Pause. “About one point nine million dollars left.”

“Miriam?”

“Yes, Paulie?”

“As your legal advisor I am telling you to shut the fuck up and get a good night’s sleep. You can sort out whether you’re going to write the article tomorrow—but I’d advise you to drop it. Say you’ve got stomach flu or something. Then you can take an extra day over your preparations for the journey. Got it?”

“Yes, Paulie.”

“And another thing?”

“What’s that?”

“Drink your wine and shut your mouth, dear, you look like a fish.”

* * *

The next day, Miriam pulled out her notebook computer—which was now acquiring a few scratches—and settled down to pound the keyboard while Paulette took Brill shopping. It wasn’t hard work, and she already knew what she was going to write, and besides, it saved her having to think too hard about her future. The main headache was not having access to her Mac, or a broadband connection. Paulie, despite her brief foray into dot-com management, had never seen the point of spending money to receive spam at home. Finally she pulled out her mobile and dialed The Herald’s front desk. “Steve Blau, please,” she said, and waited.

“Steve. Who’s this?”

“Steve? It’s Miriam.” She took a deep breath. “About that feature.”

“Deadline’s this Thursday,” he rumbled. “You needing an extension?”

She breathed out abruptly, nearly coughing into the phone. “No, no, I’m ready to e-mail you a provisional draft, see if it fits what you were expecting. Uh, I’ve had a bit of an exciting life lately, got a new phone number for you.”

“Really?” She could almost hear his eyebrows rising.

“Yeah. Domestic incident, big-time.” She extemporized hastily. “I’m having to look after my mother. She’s had an incident. Broken hip. You want my new details?”

“Sure. Hang on a moment. Okay, fire away.”

Miriam gave him her new e-mail and phone numbers. “Listen, I’ll mail in the copy in about an hour’s time. Is there anything else you’re looking for?”

“Not right now.” He sounded amused. “They sprang a major reorg on us right after our last talk, followed by a guerilla page-plan redesign; looks like that slot for a new columnist I mentioned earlier is probably going to happen. Weekly, op-ed piece on medical/biotech investment and the VC scene, your sort of thing. Can I pencil you in for it?”

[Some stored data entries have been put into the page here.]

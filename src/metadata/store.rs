//! Snapshot persistence
//!
//! [`store_snapshot`] writes a point-in-time copy of both trees into
//! `.snapshot/` and swaps it in as `snapshot/`. [`StoreWorker`] is the single
//! background consumer of a partition's store queue and owns the leader-only
//! store tick timer.

use std::fs::{self, File};
use std::io::{BufWriter, Write};
use std::path::{Path, PathBuf};
use std::sync::Arc;

use byteorder::{BigEndian, WriteBytesExt};
use futures::future::OptionFuture;
use serde::Serialize;
use tokio::sync::{mpsc, watch};
use tokio::task::JoinHandle;
use tokio::time::MissedTickBehavior;

use super::dentry::{Dentry, DentryKey};
use super::fsm::{ApplyResult, FsmProgress};
use super::inode::Inode;
use super::item::MetaItem;
use super::layout::{
    PartitionConfig, APPLY_FILE, DENTRY_FILE, INODE_FILE, SIGN_FILE, SNAPSHOT_BACKUP_DIR,
    SNAPSHOT_DIR, SNAPSHOT_TMP_DIR,
};
use crate::config::PartitionSettings;
use crate::error::{Error, Result};
use crate::replication::ReplicationEngine;
use crate::tree::IndexedTree;

/// Trees captured by a store tick, together with the log position they reflect
#[derive(Debug, Clone)]
pub struct StoreJob {
    pub apply_index: u64,
    pub cursor: u64,
    pub inodes: IndexedTree<u64, Inode>,
    pub dentries: IndexedTree<DentryKey, Dentry>,
}

/// Messages consumed by the persistence worker
pub enum StoreMsg {
    Store(StoreJob),
    PersistConfig(PartitionConfig),
    StartTick,
    StopTick,
    Destroy,
}

impl StoreMsg {
    pub fn name(&self) -> &'static str {
        match self {
            StoreMsg::Store(_) => "Store",
            StoreMsg::PersistConfig(_) => "PersistConfig",
            StoreMsg::StartTick => "StartTick",
            StoreMsg::StopTick => "StopTick",
            StoreMsg::Destroy => "Destroy",
        }
    }
}

/// Sending side of a partition's store queue
///
/// Store jobs go through a bounded queue and are dropped when it is full, the
/// next store tick captures a newer state anyway. Control messages go through
/// an unbounded channel and are never dropped.
#[derive(Clone)]
pub struct StoreQueue {
    jobs: mpsc::Sender<StoreJob>,
    control: mpsc::UnboundedSender<StoreMsg>,
}

/// Receiving side of a partition's store queue
pub struct StoreInbox {
    jobs: mpsc::Receiver<StoreJob>,
    control: mpsc::UnboundedReceiver<StoreMsg>,
}

/// Create a store queue holding at most `depth` pending store jobs
pub fn store_queue(depth: usize) -> (StoreQueue, StoreInbox) {
    let (jobs_tx, jobs_rx) = mpsc::channel(depth.max(1));
    let (control_tx, control_rx) = mpsc::unbounded_channel();
    (
        StoreQueue {
            jobs: jobs_tx,
            control: control_tx,
        },
        StoreInbox {
            jobs: jobs_rx,
            control: control_rx,
        },
    )
}

impl StoreQueue {
    /// Hand a message to the worker without blocking
    pub fn send(&self, msg: StoreMsg) -> Result<()> {
        match msg {
            StoreMsg::Store(job) => self.jobs.try_send(job).map_err(|e| match e {
                mpsc::error::TrySendError::Full(job) => Error::Internal(format!(
                    "store queue full, dropped job at index {}",
                    job.apply_index
                )),
                mpsc::error::TrySendError::Closed(_) => Error::ShuttingDown,
            }),
            control => self.control.send(control).map_err(|_| Error::ShuttingDown),
        }
    }
}

impl StoreInbox {
    /// Next message, control messages first; `None` once every sender is gone
    pub async fn recv(&mut self) -> Option<StoreMsg> {
        tokio::select! {
            biased;

            Some(msg) = self.control.recv() => Some(msg),
            Some(job) = self.jobs.recv() => Some(StoreMsg::Store(job)),
            else => None,
        }
    }

    /// Next message already queued, control messages first
    pub fn try_recv(&mut self) -> Option<StoreMsg> {
        if let Ok(msg) = self.control.try_recv() {
            return Some(msg);
        }
        self.jobs.try_recv().ok().map(StoreMsg::Store)
    }
}

/// CRC32 of the inode and dentry streams
#[derive(Debug, Clone, Copy, PartialEq, Eq)]
pub struct SnapshotSign {
    pub inode_crc: u32,
    pub dentry_crc: u32,
}

impl SnapshotSign {
    pub fn encode(&self) -> String {
        format!("{} {}", self.inode_crc, self.dentry_crc)
    }

    pub fn parse(text: &str) -> Option<Self> {
        let mut parts = text.split_whitespace();
        let inode_crc = parts.next()?.parse().ok()?;
        let dentry_crc = parts.next()?.parse().ok()?;
        if parts.next().is_some() {
            return None;
        }
        Some(Self {
            inode_crc,
            dentry_crc,
        })
    }
}

/// Write a length-prefixed record stream, returning the running CRC32
fn write_stream<'a, T, I>(path: &Path, records: I) -> Result<u32>
where
    T: Serialize + 'a,
    I: Iterator<Item = &'a T>,
{
    let file = File::create(path)?;
    let mut writer = BufWriter::new(file);
    let mut hasher = crc32fast::Hasher::new();

    for record in records {
        let data = bincode::serialize(record)?;
        let len = u32::try_from(data.len())
            .map_err(|_| Error::Internal(format!("record of {} bytes too large", data.len())))?;

        writer.write_u32::<BigEndian>(len)?;
        writer.write_all(&data)?;
        hasher.update(&len.to_be_bytes());
        hasher.update(&data);
    }

    writer.flush()?;
    writer.get_ref().sync_all()?;
    Ok(hasher.finalize())
}

fn write_text(path: &Path, text: &str) -> Result<()> {
    let mut file = File::create(path)?;
    file.write_all(text.as_bytes())?;
    file.sync_all()?;
    Ok(())
}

Miriam thought furiously. “I’m busier than I was right after I left The Weatherman, but I figure I can fit it in. Only thing is, I’ll need a month’s notice to start delivering, and I’d like to keep a couple of generic op-ed pieces in the can in case I’m called away. I’m going to be doing a lot of head-down stuff in the next year or so. It won’t stop me keeping up with the reading but it may get in the way of my hitting deadlines once in a blue moon. Could you live with that?”

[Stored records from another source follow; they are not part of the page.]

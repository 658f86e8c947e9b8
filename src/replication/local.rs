//! Single-node replication engine
//!
//! Every proposal is committed as soon as it is appended, the same way a
//! group whose quorum is one commits, and is applied before `submit`
//! returns. Appended entries stay in memory until a snapshot covers them.

use std::collections::VecDeque;
use std::sync::Arc;

use parking_lot::Mutex;

use super::{ReplicationEngine, StateMachine};
use crate::error::Result;

struct LogState {
    last_index: u64,
    truncated_index: u64,
    entries: VecDeque<(u64, Vec<u8>)>,
}

/// Replication engine for a group of one
pub struct LocalReplicator<S: StateMachine> {
    address: String,
    machine: Arc<Mutex<S>>,
    log: Mutex<LogState>,
}

impl<S: StateMachine> LocalReplicator<S> {
    /// Start a session that continues right after `applied_index`
    pub fn start(address: impl Into<String>, machine: Arc<Mutex<S>>, applied_index: u64) -> Arc<Self> {
        let address = address.into();
        machine.lock().handle_leader_change(Some(&address));
        tracing::debug!("Local replication started at index {} on {}", applied_index, address);

        Arc::new(Self {
            address,
            machine,
            log: Mutex::new(LogState {
                last_index: applied_index,
                truncated_index: applied_index,
                entries: VecDeque::new(),
            }),
        })
    }

    /// Index of the last appended entry
    pub fn last_index(&self) -> u64 {
        self.log.lock().last_index
    }

    /// Index up to which the log has been discarded
    pub fn truncated_index(&self) -> u64 {
        self.log.lock().truncated_index
    }

    /// Number of entries still retained
    pub fn retained(&self) -> usize {
        self.log.lock().entries.len()
    }
}

#[async_trait::async_trait]
impl<S: StateMachine> ReplicationEngine<S::Response> for LocalReplicator<S> {
    async fn submit(&self, data: Vec<u8>) -> Result<S::Response> {
        // the log lock is held through apply so entries apply in index order
        let mut log = self.log.lock();
        let index = log.last_index + 1;
        log.last_index = index;
        log.entries.push_back((index, data));

        let (_, data) = &log.entries[log.entries.len() - 1];
        self.machine.lock().apply(data, index)
    }

    fn truncate(&self, index: u64) {
        let mut log = self.log.lock();
        if index <= log.truncated_index {
            return;
        }
        while log.entries.front().map(|(i, _)| *i <= index).unwrap_or(false) {
            log.entries.pop_front();
        }
        log.truncated_index = index;
        tracing::debug!("Log truncated to index {}", index);
    }

    fn is_leader(&self) -> bool {
        true
    }

    fn leader(&self) -> Option<String> {
        Some(self.address.clone())
    }
}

“I’ll have to think about it,” he said. “I’m willing to make allowances. But you’re a pro. You’d give me some warning wherever possible, right?”

“Of course, Steve.”

“Okay. File that copy. Bye.”

She put the phone down for a moment, eyes misting over. I’ve still got a real life, she told herself. This shit hasn’t taken everything over. She thought of Brill, trapped by family expectations and upbringing. If I could unhook their claws, I could go back to being the real me. Really. Then she thought about the rest of them. About the room at the Marriott, and what had happened in it. About Roland, and her. Maybe.

She picked the phone up again. It was easier than thinking.

Iris answered almost immediately. “Miriam, dear? Where have you been?”

“Ma?” The full weight of her worries crashed down on her. “You wouldn’t believe me if I told you! Listen, I’m onto a story. It’s—” She struggled for a suitable metaphor. “It’s as big as Watergate. Bigger, maybe. But there’s people involved who’re watching me. I’d like to spend some time with you, but I don’t know if it would be safe.”

“That’s interesting.” She could hear her adoptive mother’s mind crunching gears even on the end of a phone. “So you can’t come and visit me?”

“Remember what you told me about COINTELPRO, Ma?”

“Ah, those were the days! When I was a young firebrand, ah me.”

“Ma!”

“Stuffing envelopes with Jan Six, before Commune Two imploded, picketings and sit-ins—did I tell you about the time the FBI bugged our phones? How we got around it?”

“Mom.” Miriam sighed. “Really! That student radical stuff is so old, you know?”

“Don’t you old me, young lady!” Iris put a condescending, amused tone in her voice. “Is your trouble federal, by any chance?”

“I wish it was.” Miriam sighed again.

“Well then. I’ll meet you at the playground after bridge, an hour before closing time.” Click.

She’d hung up, Miriam realized, staring at her phone. “Oh sweet Jesus,” she murmured. Never, ever, challenge a onetime SDS activist to throw a tail. She giggled quietly to herself, overcome by a bizarre combination of mirth and guilt—mirth at the idea of a late-fifties Jewish grandmother with multiple sclerosis giving the Clan’s surveillance agents the slip, and guilt, shocking guilt, at the thought of what she might have unintentionally involved Iris in. She almost picked up the phone to apologize, to tell Iris not to bother—but that would be waving a red rag at a bull. When Iris got it into her mind to do something, not even the FBI and the federal government stood much chance of stopping her.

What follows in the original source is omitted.